32.3722, FYI: Second Call for Participation: SemEval-2022 Task 11: Multilingual Complex Named Entity Recognition

Tue Nov 30 08:05:29 UTC 2021

LINGUIST List: Vol-32-3722. Tue Nov 30 2021. ISSN: 1069 - 4875.

Subject: 32.3722, FYI: Second Call for Participation: SemEval-2022 Task 11: Multilingual Complex Named Entity Recognition

Moderator: Malgorzata E. Cavar (linguist at linguistlist.org)
Student Moderator: Jeremy Coburn, Lauren Perkins
Managing Editor: Becca Morris
Team: Helen Aristar-Dry, Everett Green, Sarah Robinson, Nils Hjortnaes, Joshua Sims, Billy Dickson
Jobs: jobs at linguistlist.org | Conferences: callconf at linguistlist.org | Pubs: pubs at linguistlist.org

Homepage: http://linguistlist.org

Please support the LL editors and operation with a donation at:
           https://funddrive.linguistlist.org/donate/

Editor for this issue: Everett Green <everett at linguistlist.org>
================================================================

Date: Tue, 30 Nov 2021 03:04:39
From: Sudipta Kar [sudipkar at amazon.com]
Subject: Second Call for Participation: SemEval-2022 Task 11: Multilingual Complex Named Entity Recognition

We invite you to participate in SemEval-2022 Task 11: *Multi*lingual *Co*mplex
*N*amed *E*ntity *R*ecognition (MultiCoNER).

*Task Website:* https://multiconer.github.io/
*Codalab (Data download + Submission):* 
https://competitions.codalab.org/competitions/36044

This task focuses on the detection of complex entities, such as movie, book,
music and product titles, in low context settings (short and uncased text).

The task covers 3 domains (sentences, search queries, and questions) and
provides data in 11 languages: *English, Spanish, Dutch, Russian, Turkish,
Korean, Farsi, German, Chinese, Hindi*, and *Bangla*. Here are some examples
in English, Chinese, Bangla, Hindi, Russian, Korean, and Farsi, where entities
are enclosed inside brackets with their type:

* the original *[ferrari daytona | PRODUCT]* replica driven by *[don johnson |
PERSON]* in *[miami vice | CreativeWork]*
* 它 的 座 位 在 [*圣 布 里 厄* | *LOCATION]* .
* স্টেশনটির মালিক [*টাউনস্কেয়ার মিডিয়া* | *CORPORATION]* ।
* यह [*कनेल विभाग* | *LOCATION*] की राजधानी है।
* в основе фильма — стихотворение [*г. сапгира* | *PERSON]* .
* [*블루레이 디스크* | *PRODUCT]* : 광 기록 방식 저장매체의 하나
* [*نینتندو* | *CORPORATION]* / [*باندای نامکو انترتینمنت* | *CORPORATION]* –
[*برادران سوپر ماریو نهایی* | *CreativeWork]*

Additionally, a *multilingual NER track* is also offered for multilingual
systems that can process all languages.
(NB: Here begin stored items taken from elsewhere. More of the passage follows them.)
//! Durable cache backend on the `cache_entries` table.

use super::CacheStore;
use crate::error::{LibraryError, Result};
use async_trait::async_trait;
use bridge_traits::Clock;
use chrono::{DateTime, Utc};
use serde_json::Value;
use sqlx::{FromRow, SqlitePool};
use std::sync::Arc;
use tracing::{debug, instrument};

/// [`CacheStore`] persisted in SQLite. Survives restarts; expiry is checked
/// against the injected clock on every read.
pub struct SqliteCacheStore {
    pool: SqlitePool,
    clock: Arc<dyn Clock>,
}

impl SqliteCacheStore {
    pub fn new(pool: SqlitePool, clock: Arc<dyn Clock>) -> Self {
        Self { pool, clock }
    }
}

#[derive(Debug, FromRow)]
struct CacheEntryRow {
    value: String,
    expires_at: Option<i64>,
}

#[async_trait]
impl CacheStore for SqliteCacheStore {
    #[instrument(skip(self, value))]
    async fn put(&self, key: &str, value: Value, expires_at: Option<DateTime<Utc>>) -> Result<()> {
        let payload = serde_json::to_string(&value)?;

        sqlx::query(
            r#"
            INSERT INTO cache_entries (key, value, expires_at)
            VALUES (?, ?, ?)
            ON CONFLICT(key) DO UPDATE SET
                value = excluded.value,
                expires_at = excluded.expires_at
            "#,
        )
        .bind(key)
        .bind(payload)
        .bind(expires_at.map(|at| at.timestamp_millis()))
        .execute(&self.pool)
        .await?;

        Ok(())
    }

    async fn get(&self, key: &str) -> Result<Option<Value>> {
        let row = sqlx::query_as::<_, CacheEntryRow>(
            "SELECT value, expires_at FROM cache_entries WHERE key = ?",
        )
        .bind(key)
        .fetch_optional(&self.pool)
        .await?;

        let Some(row) = row else {
            return Ok(None);
        };

        let now = self.clock.unix_timestamp_millis();
        if row.expires_at.is_some_and(|at| at <= now) {
            sqlx::query("DELETE FROM cache_entries WHERE key = ? AND expires_at <= ?")
                .bind(key)
                .bind(now)
                .execute(&self.pool)
                .await?;
            debug!(key, "Evicted expired cache entry");
            return Ok(None);
        }

        let value = serde_json::from_str(&row.value).map_err(|e| {
            LibraryError::CacheError(format!("Corrupt cache entry {}: {}", key, e))
        })?;
        Ok(Some(value))
    }

    async fn expire_at(&self, key: &str, at: DateTime<Utc>) -> Result<bool> {
        let result = sqlx::query(
            r#"
            UPDATE cache_entries SET expires_at = ?
            WHERE key = ? AND (expires_at IS NULL OR expires_at > ?)
            "#,
        )
        .bind(at.timestamp_millis())
        .bind(key)
        .bind(self.clock.unix_timestamp_millis())
        .execute(&self.pool)
        .await?;

        Ok(result.rows_affected() > 0)
    }

    async fn delete(&self, key: &str) -> Result<bool> {
        let result = sqlx::query(
            "DELETE FROM cache_entries WHERE key = ? AND (expires_at IS NULL OR expires_at > ?)",
        )
        .bind(key)
        .bind(self.clock.unix_timestamp_millis())
        .execute(&self.pool)
        .await?;

        if result.rows_affected() == 0 {
            // Still drop an expired leftover so the key is gone either way.
            sqlx::query("DELETE FROM cache_entries WHERE key = ?")
                .bind(key)
                .execute(&self.pool)
                .await?;
        }

        Ok(result.rows_affected() > 0)
    }

    async fn purge_expired(&self) -> Result<usize> {
        let result = sqlx::query(
            "DELETE FROM cache_entries WHERE expires_at IS NOT NULL AND expires_at <= ?",
        )
        .bind(self.clock.unix_timestamp_millis())
        .execute(&self.pool)
        .await?;

        Ok(result.rows_affected() as usize)
    }
}

#[cfg(test)]
mod tests {
    use super::*;
    use crate::db::create_test_pool;
    use bridge_traits::ManualClock;
    use chrono::{Duration, TimeZone};
    use serde_json::json;

    async fn setup() -> (Arc<ManualClock>, SqliteCacheStore) {
        let clock = Arc::new(ManualClock::new(
            Utc.with_ymd_and_hms(2024, 1, 1, 0, 0, 0).unwrap(),
        ));
        let pool = create_test_pool().await.unwrap();
        (clock.clone(), SqliteCacheStore::new(pool, clock))
    }

    #[tokio::test]
    async fn test_put_and_get() {
        let (_, store) = setup().await;
        store
            .put("user:1-anime", json!({"10": {"status": "CURRENT"}}), None)
            .await
            .unwrap();

        let value = store.get("user:1-anime").await.unwrap().unwrap();
        assert_eq!(value["10"]["status"], "CURRENT");
        assert!(store.get("user:2-anime").await.unwrap().is_none());
    }

    #[tokio::test]
    async fn test_expiry_and_refresh() {
        let (clock, store) = setup().await;
        store
            .put("media:anime-1", json!({"id": 1}), Some(clock.now() + Duration::days(7)))
            .await
            .unwrap();

        assert!(store
            .expire_at("media:anime-1", clock.now() + Duration::days(1))
            .await
            .unwrap());

        clock.advance(Duration::days(2));
        assert!(store.get("media:anime-1").await.unwrap().is_none());
        assert!(!store
            .expire_at("media:anime-1", clock.now() + Duration::days(1))
            .await
            .unwrap());
    }

    #[tokio::test]
    async fn test_delete_and_purge() {
        let (clock, store) = setup().await;
        store.put("a", json!(1), None).await.unwrap();
        store
            .put("b", json!(2), Some(clock.now() + Duration::seconds(1)))
            .await
            .unwrap();

        assert!(store.delete("a").await.unwrap());
        assert!(!store.delete("a").await.unwrap());

        clock.advance(Duration::seconds(2));
        assert_eq!(store.purge_expired().await.unwrap(), 1);
    }
}
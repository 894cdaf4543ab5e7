//! # Fleet Scheduler
//!
//! Runs [`FleetJob`](crate::fleet::FleetJob) passes on a persisted period.
//!
//! Two tasks cooperate:
//!
//! - [`ScheduleWorker`] owns the timer and posts `{"type":"SYNC"}` messages
//! - [`SchedulerActor`] owns the lifecycle state and decides whether a tick
//!   starts a pass; ticks arriving while a pass runs are suppressed, so
//!   passes never overlap
//!
//! The schedule record (`job_type`, period, creation and last-run times) is
//! stored through [`ScheduleRepository`](core_library::ScheduleRepository)
//! so a restart resumes the cadence instead of resetting it.

mod handle;
mod messages;
mod runner;
mod state;
mod worker;

pub use handle::SchedulerHandle;
pub use messages::{SchedulerError, SchedulerStatus, TickOutcome, WorkerMessage, WorkerSignal};
pub use runner::{SchedulerActor, SchedulerConfig};
pub use state::SchedulerState;
pub use worker::ScheduleWorker;
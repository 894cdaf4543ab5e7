//! # Library Storage Module
//!
//! Durable and cached state behind list synchronization.
//!
//! ## Overview
//!
//! This crate manages:
//! - SQLite schema, migrations and pooling ([`db`])
//! - Account bindings, the per-kind reverse index and schedule records
//!   ([`repositories`])
//! - The TTL cache for list snapshots, media documents and alias lookups
//!   ([`cache`])

pub mod cache;
pub mod db;
pub mod error;
pub mod models;
pub mod repositories;

pub use cache::{CacheStore, MediaCache, MemoryCacheStore, SqliteCacheStore};
pub use error::{LibraryError, Result};
pub use models::{
    Account, AnimeDoc, ListSnapshot, LocalAccountId, MangaDoc, MediaCommon, MediaDocument,
    MediaStatEntry, ScheduleRecord, SnapshotEntry, SnapshotUser, Tracker, SYNC_JOB_TYPE,
};
pub use repositories::{
    AccountRepository, ReverseIndexStore, ScheduleRepository, SqliteAccountRepository,
    SqliteReverseIndexStore, SqliteScheduleRepository, TrackOutcome, UntrackOutcome,
    UpsertOutcome,
};
//! Core service facade and bootstrap.
//!
//! This crate wires the host-provided bridges carried by
//! [`CoreConfig`](core_runtime::CoreConfig) (list provider, sealed box,
//! clock) into the storage, auth and sync crates, starts the fleet
//! scheduler, and exposes the operations a front-end calls per user
//! interaction through [`ListSyncService`].

pub mod error;
pub mod service;

pub use error::{CoreError, Result};
pub use service::{
    Housekeeping, ListSyncService, ListsSyncReport, UnbindReport, SYNC_LISTS_COMMAND,
};

pub use core_auth::{AccessToken, AesGcmSealedBox, BindOutcome, EncryptionKey};
pub use core_library::{ListSnapshot, LocalAccountId, MediaDocument, Tracker};
pub use core_runtime::{CacheBackend, CoreConfig, CoreConfigBuilder, CoreEvent, SyncSettings};
pub use core_sync::{SchedulerStatus, SyncError, SyncOutcome, SyncReport, TickOutcome, WipeReport};
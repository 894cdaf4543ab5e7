//! # Cache Store
//!
//! TTL key-value store for list snapshots and media documents.
//!
//! ## Overview
//!
//! [`CacheStore`] is the storage contract: atomic overwrite on `put`, lazy
//! expiry on `get`, and an `expire_at` that moves a key's deadline without
//! touching its payload. Eviction is purely temporal; there is no capacity
//! bound and no LRU.
//!
//! [`MediaCache`] layers the key conventions and TTL policy on top:
//!
//! | Key                              | Payload          | Expiry                                  |
//! |----------------------------------|------------------|-----------------------------------------|
//! | `user:{externalId}-{kind}`       | list snapshot    | none; replaced on every sync            |
//! | `media:{kind}-{mediaId}`         | media document   | min(now + media TTL, next release)      |
//! | `alias:{kind}-{normalizedTitle}` | `{ "mediaId" }`  | same as the owning media document       |
//!
//! Two backends ship: [`MemoryCacheStore`] (process-local) and
//! [`SqliteCacheStore`] (the `cache_entries` table).

pub mod keys;
pub mod media_cache;
pub mod memory;
pub mod sqlite;

pub use media_cache::MediaCache;
pub use memory::MemoryCacheStore;
pub use sqlite::SqliteCacheStore;

use crate::error::Result;
use async_trait::async_trait;
use chrono::{DateTime, Utc};
use serde_json::Value;

/// TTL key-value store.
///
/// Every operation is atomic per key. An entry whose deadline has passed is
/// indistinguishable from an absent one.
#[async_trait]
pub trait CacheStore: Send + Sync {
    /// Write `value` under `key`, replacing any previous value and deadline.
    ///
    /// `expires_at = None` keeps the entry until it is overwritten or deleted.
    async fn put(&self, key: &str, value: Value, expires_at: Option<DateTime<Utc>>) -> Result<()>;

    async fn get(&self, key: &str) -> Result<Option<Value>>;

    /// Move the deadline of a live entry. Returns `false` when the key is
    /// absent or already expired.
    async fn expire_at(&self, key: &str, at: DateTime<Utc>) -> Result<bool>;

    /// Returns `true` when a live entry was removed.
    async fn delete(&self, key: &str) -> Result<bool>;

    /// Drop every expired entry. Returns how many were removed.
    async fn purge_expired(&self) -> Result<usize>;
}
A *code-mixed track* allows
participants to build systems that process inputs with tokens coming from two
languages. For example, the following are some  code-mixed examples from
Turkish, Spanish, Dutch, German, and English.

* it was produced at the [*soyuzmultfilm* | *GROUP]* studio in [*moskova* |
*LOCATION]* .
* [*arturo vidal* | *PERSON]* ( born 1987 ) , professional footballer playing
for [*fútbol club barcelona* | *GROUP]*
* daarmee promoveerde hij toen naar de [*premier league* | *CORPORATION]* .
* piracy has been a part of the [*sultanat von sulu* | *LOCATION]* culture .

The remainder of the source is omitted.